### Input for this task

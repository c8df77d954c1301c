use std::sync::Arc;

use axum::{
    extract::Extension,
    http::{StatusCode, Uri},
    response::{Html, IntoResponse, Response},
};

use shopfront_seo::metadata;

use crate::app::{SiteState, errors::AppError, render};

pub async fn health() -> StatusCode {
    StatusCode::OK
}

/// Fallback for unknown routes: full layout, `noindex`, 404.
pub async fn not_found(
    Extension(site): Extension<Arc<SiteState>>,
    uri: Uri,
) -> Result<Response, AppError> {
    tracing::debug!(path = %uri.path(), "no route");
    let meta = metadata::not_found().resolve(&site.layout);
    let html = render::document(&meta, &[], &render::not_found_body())?;
    Ok((StatusCode::NOT_FOUND, Html(html)).into_response())
}
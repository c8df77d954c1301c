//! Site-wide constants shared by the metadata and structured-data builders.

pub const SITE_NAME: &str = "Shopfront SEO Demo";

pub const SITE_DESCRIPTION: &str = "A demonstration storefront showing SEO best practices: \
metadata, structured data, Open Graph tags, canonical URLs and sitemaps.";

pub const LOCALE: &str = "en_US";

/// Logo and default share image, relative to the base URL.
pub const LOGO_PATH: &str = "/logo.svg";

pub const LISTING_PATH: &str = "/products";

pub const LISTING_IMAGE_PATH: &str = "/products.jpg";

pub const FAVICON_PATH: &str = "/favicon.ico";

pub const TWITTER_HANDLE: &str = "@shopfront";

/// Recommended Open Graph image size.
pub const OG_IMAGE_WIDTH: u32 = 1200;
pub const OG_IMAGE_HEIGHT: u32 = 630;
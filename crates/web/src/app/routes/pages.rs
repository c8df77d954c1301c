use std::sync::Arc;

use axum::{
    extract::{Extension, Path},
    http::StatusCode,
    response::{Html, IntoResponse, Response},
};

use shopfront_seo::{metadata, structured_data};

use crate::app::{SiteState, errors::AppError, render};

pub async fn home(Extension(site): Extension<Arc<SiteState>>) -> Result<Html<String>, AppError> {
    let meta = metadata::home(&site.base_url).resolve(&site.layout);
    let ld = [structured_data::organization(&site.base_url)];
    Ok(Html(render::document(&meta, &ld, &render::home_body())?))
}

pub async fn listing(Extension(site): Extension<Arc<SiteState>>) -> Result<Html<String>, AppError> {
    let catalog = site.catalog.as_ref();
    let meta = metadata::listing(&site.base_url).resolve(&site.layout);
    let ld = [structured_data::collection_page(&site.base_url, catalog)];
    let body = render::listing_body(catalog.list_all());
    Ok(Html(render::document(&meta, &ld, &body)?))
}

/// Known ids render the product (200); unknown ids render the reduced
/// not-found view (404) with the canonical still set to the requested id.
pub async fn product_detail(
    Extension(site): Extension<Arc<SiteState>>,
    Path(id): Path<String>,
) -> Result<Response, AppError> {
    match site.catalog.find_by_id(&id) {
        Some(product) => {
            let meta = metadata::found_product(&site.base_url, product).resolve(&site.layout);
            let ld = [
                structured_data::product(&site.base_url, product),
                structured_data::breadcrumbs(&site.base_url, product),
            ];
            let html = render::document(&meta, &ld, &render::product_body(product))?;
            Ok(Html(html).into_response())
        }
        None => {
            tracing::info!(product_id = %id, "product not found");
            let meta = metadata::missing_product(&site.base_url, &id).resolve(&site.layout);
            let html = render::document(&meta, &[], &render::product_not_found_body(&id))?;
            Ok((StatusCode::NOT_FOUND, Html(html)).into_response())
        }
    }
}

######

One number is the expected answer: the count of lines above that hold the word "layout".

◆ Response to this exercise: 6